O-GlcNAc transferase inhibits KSHV propagation and modifies replication relevant viral proteins as detected by systematic O-GlcNAcylation analysis

O-GlcNAcylation is an inducible, highly dynamic and reversible post-translational modification, mediated by a unique enzyme named O-linked N-acetyl-d-glucosamine (O-GlcNAc) transferase (OGT). In response to nutrients, O-GlcNAc levels are differentially regulated on many cellular proteins involved in gene expression, translation, immune reactions, protein degradation, protein–protein interaction, apoptosis and signal transduction. In contrast to eukaryotic cells, little is known about the role of O-GlcNAcylation in the viral life cycle. Here, we show that the overexpression of the OGT reduces the replication efficiency of Kaposi's sarcoma-associated herpesvirus (KSHV) in a dose-dependent manner.
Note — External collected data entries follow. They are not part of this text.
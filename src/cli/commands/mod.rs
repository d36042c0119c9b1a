use std::collections::HashMap;

pub mod ledger;
pub mod session;
pub mod system;
pub mod tenant;

use crate::cli::context::{CommandResult, ShellContext};

pub(crate) fn all_definitions() -> Vec<CommandDefinition> {
    let mut commands = Vec::new();
    commands.extend(session::definitions());
    commands.extend(ledger::definitions());
    commands.extend(tenant::definitions());
    commands.extend(system::definitions());
    commands
}

pub type CommandHandler = fn(&mut ShellContext, &[&str]) -> CommandResult;

#[derive(Clone)]
pub struct CommandDefinition {
    pub name: &'static str,
    pub description: &'static str,
    pub usage: &'static str,
    pub handler: CommandHandler,
}

impl CommandDefinition {
    pub const fn new(
        name: &'static str,
        description: &'static str,
        usage: &'static str,
        handler: CommandHandler,
    ) -> Self {
        Self {
            name,
            description,
            usage,
            handler,
        }
    }
}

pub struct CommandRegistry {
    commands: HashMap<&'static str, CommandDefinition>,
    order: Vec<&'static str>,
}

impl CommandRegistry {
    pub fn new(definitions: Vec<CommandDefinition>) -> Self {
        let mut commands = HashMap::new();
        let mut order = Vec::new();
        for definition in definitions {
            order.push(definition.name);
            commands.insert(definition.name, definition);
        }
        Self { commands, order }
    }

    pub fn get(&self, name: &str) -> Option<&CommandDefinition> {
        self.commands.get(name)
    }

    pub fn iter(&self) -> impl Iterator<Item = &CommandDefinition> {
        self.order
            .iter()
            .filter_map(move |name| self.commands.get(name))
    }

    pub fn names(&self) -> impl Iterator<Item = &'static str> + '_ {
        self.order.iter().copied()
    }
}

#[cfg(test)]
mod tests {
    use super::*;

    #[test]
    fn registry_keeps_declaration_order() {
        let registry = CommandRegistry::new(all_definitions());
        let names: Vec<_> = registry.names().collect();
        assert_eq!(names.first(), Some(&"login"));
        assert_eq!(names.last(), Some(&"exit"));
        for name in ["dashboard", "add", "passwd", "tenant-add", "tenants", "lang"] {
            assert!(registry.get(name).is_some(), "missing {name}");
        }
        assert_eq!(registry.iter().count(), names.len());
    }
}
In order to investigate the global impact of O-GlcNAcylation in the KSHV life cycle, we systematically analyzed the 85 annotated KSHV-encoded open reading frames for O-GlcNAc modification. For this purpose, an immunoprecipitation (IP) strategy with three different approaches was carried out and the O-GlcNAc signal of the identified proteins was properly controlled for specificity. Out of the 85 KSHV-encoded proteins, 18 proteins were found to be direct targets for O-GlcNAcylation. Selected proteins were further confirmed by mass spectrometry for O-GlcNAc modification. Correlation of the functional annotation and the O-GlcNAc status of KSHV proteins showed that the predominant targets were proteins involved in viral DNA synthesis and replication. These results indicate that O-GlcNAcylation plays a major role in the regulation of KSHV propagation.